WORK REQUEST: Take the line with "pub fn disconnect(&self, peer: IpAddr)" and all lines after it, through the end of the records below, and repeat them exactly.

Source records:
---------------

//! State and operations shared by the server and client roles

use anyhow::{Context, Result};
use crossbeam_channel::Receiver;
use parking_lot::Mutex;
use std::net::{IpAddr, SocketAddr};
use std::path::Path;
use std::sync::{Arc, OnceLock};
use std::thread::JoinHandle;
use std::time::{Duration, Instant};
use tracing::{debug, info};
use uuid::Uuid;

use crate::codec::FrameCodec;
use crate::config::Config;
use crate::discovery::PeerTable;
use crate::error::{SessionError, TransferError};
use crate::events::{self, Event};
use crate::install::{CommandInstaller, Installer};
use crate::journal::TransferJournal;
use crate::net;
use crate::session::{self, CloseReason, SessionContext, SessionInfo};
use crate::storage;
use crate::token::CancelToken;
use crate::transfer::{CancelOutcome, TransferManager};
use crate::transform::SecureTransform;

// Upper bound on waiting for sessions to tear down during stop
const STOP_GRACE: Duration = Duration::from_secs(5);

/// Optional collaborators a node can be started with
#[derive(Default, Clone)]
pub struct NodeOptions {
    /// Run on every fully received file; defaults to `install_command`
    pub installer: Option<Arc<dyn Installer>>,
    /// Seals control frames; payload bytes are never transformed
    pub transform: Option<Arc<dyn SecureTransform>>,
}

pub(crate) struct Node {
    pub ctx: Arc<SessionContext>,
    pub peers: Arc<PeerTable>,
    workers: Mutex<Vec<JoinHandle<()>>>,
}

impl Node {
    pub fn new(config: Config, options: NodeOptions) -> Result<(Arc<Self>, Receiver<Event>)> {
        config.validate()?;
        storage::ensure_dir_exists(&config.download_dir)
            .context("prepare download directory")?;

        let (sink, rx) = events::channel();
        let mut transfers = TransferManager::new(sink.clone());
        if config.journal {
            let journal = TransferJournal::new(&config.download_dir);
            debug!(path = %journal.path().display(), "transfer journal enabled");
            transfers = transfers.with_journal(journal);
        }
        let installer = options.installer.or_else(|| {
            config
                .install_command
                .clone()
                .and_then(CommandInstaller::new)
                .map(|c| Arc::new(c) as Arc<dyn Installer>)
        });

        let ctx = Arc::new(SessionContext {
            hostname: config.hostname(),
            codec: FrameCodec::new(options.transform),
            sessions: session::SessionTable::new(),
            transfers,
            events: sink,
            installer,
            token: CancelToken::new(),
            on_close: OnceLock::new(),
            config,
        });
        let node = Arc::new(Self {
            ctx,
            peers: Arc::new(PeerTable::new()),
            workers: Mutex::new(Vec::new()),
        });
        Ok((node, rx))
    }

    pub fn config(&self) -> &Config {
        &self.ctx.config
    }

    pub fn token(&self) -> &CancelToken {
        &self.ctx.token
    }

    pub fn add_worker(&self, handle: JoinHandle<()>) {
        self.workers.lock().push(handle);
    }

    /// Open a session to `addr` unless one to that peer already exists
    pub fn dial(self: &Arc<Self>, addr: SocketAddr) -> Result<SessionInfo, SessionError> {
        if self.ctx.sessions.contains(addr.ip()) {
            return Err(SessionError::Duplicate(addr.ip()));
        }
        let cfg = &self.ctx.config;
        let stream = net::connect_stream(addr, cfg.local_ip, cfg.connect_timeout())?;
        session::start(&self.ctx, stream, true)
    }

    pub fn push(&self, peer: IpAddr, path: &Path) -> Result<Uuid, TransferError> {
        self.ctx.transfers.enqueue(peer, path)
    }

    /// Outbound jobs first, then the file currently being received
    pub fn cancel(&self, peer: IpAddr, file_name: &str) -> CancelOutcome {
        match self.ctx.transfers.cancel(peer, file_name) {
            CancelOutcome::NotFound if self.ctx.sessions.cancel_inbound(peer, file_name) => {
                CancelOutcome::Signalled
            }
            outcome => outcome,
        }
    }

    pub fn pending(&self, peer: IpAddr) -> Vec<String> {
        self.ctx.transfers.pending(peer)
    }

    pub fn disconnect(&self, peer: IpAddr) -> bool {
        self.ctx.sessions.close(peer, CloseReason::Local)
    }

    pub fn sessions(&self) -> Vec<SessionInfo> {
        self.ctx.sessions.list()
    }

    pub fn stop(&self) {
        if self.ctx.token.is_cancelled() && self.workers.lock().is_empty() {
            return;
        }
        info!("stopping");
        self.ctx.token.cancel();
        self.ctx.sessions.close_all(CloseReason::Local);
        let workers: Vec<JoinHandle<()>> = self.workers.lock().drain(..).collect();
        for h in workers {
            let _ = h.join();
        }
        let deadline = Instant::now() + STOP_GRACE;
        while !self.ctx.sessions.is_empty() && Instant::now() < deadline {
            std::thread::sleep(Duration::from_millis(10));
        }
    }
}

---------------

PROBLEM SOLUTION:
    pub fn disconnect(&self, peer: IpAddr) -> bool {
        self.ctx.sessions.close(peer, CloseReason::Local)
    }

    pub fn sessions(&self) -> Vec<SessionInfo> {
        self.ctx.sessions.list()
    }

    pub fn stop(&self) {
        if self.ctx.token.is_cancelled() && self.workers.lock().is_empty() {
            return;
        }
        info!("stopping");
        self.ctx.token.cancel();
        self.ctx.sessions.close_all(CloseReason::Local);
        let workers: Vec<JoinHandle<()>> = self.workers.lock().drain(..).collect();
        for h in workers {
            let _ = h.join();
        }
        let deadline = Instant::now() + STOP_GRACE;
        while !self.ctx.sessions.is_empty() && Instant::now() < deadline {
            std::thread::sleep(Duration::from_millis(10));
        }
    }
}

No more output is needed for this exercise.